Furthermore, we were treated to a slightly unusual finish. The usual escape was allowed to get free. For nearly the entire stage. All French guys from three teams. And, due to the complexities of alliance formation and careless calculations of “the peloton” and wind directions and so forth, THEY MADE IT. I like that. I love it. The escape, one of the best moves in cycling, without which it truly would be ONLY a mob of multicoloured blokes riding around France in a clump. The success of this escape will mean that there will be many more who try during this Tour. But then they always try.

In terms of the race itself, very little is clear, other than the unlucky injury of Soler, the Colombian former best climber.
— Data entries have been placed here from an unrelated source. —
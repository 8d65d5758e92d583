//! Basic YouTube video identifier extraction.

use crate::error::{AsktubeError, Result};
use regex::Regex;
use std::sync::OnceLock;

fn query_pattern() -> &'static Regex {
    static RE: OnceLock<Regex> = OnceLock::new();
    RE.get_or_init(|| Regex::new(r"[?&]v=([^&#]+)").expect("valid regex"))
}

fn path_pattern() -> &'static Regex {
    static RE: OnceLock<Regex> = OnceLock::new();
    RE.get_or_init(|| {
        Regex::new(r"(?:youtu\.be/|/shorts/|/embed/|/live/)([A-Za-z0-9_-]{11})")
            .expect("valid regex")
    })
}

fn bare_id_pattern() -> &'static Regex {
    static RE: OnceLock<Regex> = OnceLock::new();
    RE.get_or_init(|| Regex::new(r"^[A-Za-z0-9_-]{11}$").expect("valid regex"))
}

/// Extract a video id from a watch URL, a short link, or a bare id.
pub fn extract_video_id(input: &str) -> Result<String> {
    let input = input.trim();
    if input.is_empty() {
        return Err(AsktubeError::InputValidation(
            "No video URL or id given".to_string(),
        ));
    }

    if let Some(caps) = query_pattern().captures(input) {
        return Ok(caps[1].to_string());
    }

    if let Some(caps) = path_pattern().captures(input) {
        return Ok(caps[1].to_string());
    }

    if bare_id_pattern().is_match(input) {
        return Ok(input.to_string());
    }

    Err(AsktubeError::InputValidation(format!(
        "Invalid YouTube URL: {}",
        input
    )))
}

/// Watch URL for a video id.
pub fn watch_url(video_id: &str) -> String {
    format!("https://www.youtube.com/watch?v={}", video_id)
}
I just got q long phone call and it is very late again. I am not taking this seriously. In any case, nothing is yet clear. A certain hierarchy will begin to emerge after the time trial tomorrow and certainly after the finish at Super Besse on Thursday. We just have to be patient. Then come the Pyrenees where all pretenders for various titles must show up or give up. Until then the race is not begun. Although I do detect the possible emerging confusion in the race for the climbers’ jersey, as well as the sprinter’s jersey, as well as the young rider’s jersey. Big mistake for Ricco to lose time today. But then; every year, I hope for interesting races in all categories. I really am an optimist against all evidence. I am just getting used to the Tour. I have not looked at a single other website yet to get commentary. But I am getting warmed up.

The Tour long, anything can happen.

Sorry, but I really have to go to bed. Good night.